▶ **EXERCISE BRIEF**
Output range, inclusive: from the line containing "repository 8f6795d01679bf86" to the line containing "fn main() ->". Restate those lines from the data below word for word and only those.

(Data extracted from a collection)
//! Provides the kanji coverage analysis of yomeru.
//!
//! Given the kanji of a curriculum, the kanji a learner already knows and
//! some Japanese text, works out which of the text's kanji are known and
//! how much of the text they account for.

pub mod analysis;
pub mod charset;
pub mod classify;
pub mod error;
pub mod extract;
pub mod frequency;
pub mod known;
pub mod report;

pub use analysis::{analyse, analyse_text, Analysis, Config};
pub use charset::{CharacterSequence, CharacterSet};
pub use classify::Classification;
pub use error::{Error, Result};
pub use extract::Extraction;
pub use frequency::{percentage, Bucket, Frequencies};
pub use known::{FileSource, KnownKanjiSource, Levels, StaticSource};
pub use report::{OutputFormat, Report};

use std::ops::RangeInclusive;

/// The CJK Unified Ideographs block as used by kanji curricula.
pub const KANJI_RANGE: RangeInclusive<char> = '\u{4E00}'..='\u{9FAF}';

/// Checks whether the character is a kanji.
pub fn is_kanji(c: char) -> bool {
    KANJI_RANGE.contains(&c)
}

/// Iterates over the kanji in the text in order of appearance.
pub fn kanji_in(text: &str) -> impl Iterator<Item = char> + '_ {
    text.chars().filter(|c| is_kanji(*c))
}
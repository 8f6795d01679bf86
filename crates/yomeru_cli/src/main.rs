//! Prints how much of the given texts can be read with the learner's known kanji.

mod cli;

use clap::Parser;
use cli::{Cli, Format};
use eyre::WrapErr;
use std::{env, path::PathBuf};
use yomeru::{Config, FileSource, KnownKanjiSource, Levels, OutputFormat, StaticSource};

const DEFAULT_CURRICULUM: &str = "wkkanji.txt";

fn main() -> eyre::Result<()> {
    dotenvy::dotenv().ok();
    tracing_subscriber::fmt()
        .with_writer(std::io::stderr)
        .init();
    let cli = Cli::parse();

    let config = config_from_cli(&cli)?;
    let source: Box<dyn KnownKanjiSource> = match (cli.known.known, cli.known.known_kanji) {
        (Some(path), _) => Box::new(FileSource::new(path)),
        (None, Some(kanji)) => Box::new(StaticSource(kanji)),
        (None, None) => eyre::bail!("No known kanji given"),
    };

    let analysis = yomeru::analyse(&config, source.as_ref()).wrap_err("Analysis failed")?;
    tracing::info!(
        "Analysed {} kanji against {} known and {} curriculum kanji",
        analysis.extraction.kanji.len(),
        analysis.known_size,
        analysis.curriculum_size
    );
    let report = analysis.report();
    let format = match cli.format {
        Format::Text => OutputFormat::Text,
        Format::Json => OutputFormat::Json,
    };
    print!("{}", report.render(format)?);
    if cli.list {
        print!("{}", report.kanji_listing());
    }
    Ok(())
}

fn config_from_cli(cli: &Cli) -> eyre::Result<Config> {
    let curriculum = match &cli.curriculum {
        Some(curriculum) => curriculum.clone(),
        None => env::var("YOMERU_CURRICULUM")
            .map(PathBuf::from)
            .unwrap_or_else(|_| PathBuf::from(DEFAULT_CURRICULUM)),
    };
    let levels = cli
        .levels
        .as_deref()
        .map(str::parse::<Levels>)
        .transpose()
        .wrap_err("Invalid --levels")?;
    if let Some(levels) = &levels {
        tracing::info!("Counting known kanji only for levels {levels}");
    }
    for input in &cli.inputs {
        tracing::info!("Input file: {}", input.display());
    }
    Ok(Config {
        curriculum,
        inputs: cli.inputs.clone(),
        levels,
    })
}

▶ **EXERCISE RESPONSE**
repository 8f6795d01679bf86
filename crates/yomeru_cli/src/main.rs
//! Prints how much of the given texts can be read with the learner's known kanji.

mod cli;

use clap::Parser;
use cli::{Cli, Format};
use eyre::WrapErr;
use std::{env, path::PathBuf};
use yomeru::{Config, FileSource, KnownKanjiSource, Levels, OutputFormat, StaticSource};

const DEFAULT_CURRICULUM: &str = "wkkanji.txt";

fn main() -> eyre::Result<()> {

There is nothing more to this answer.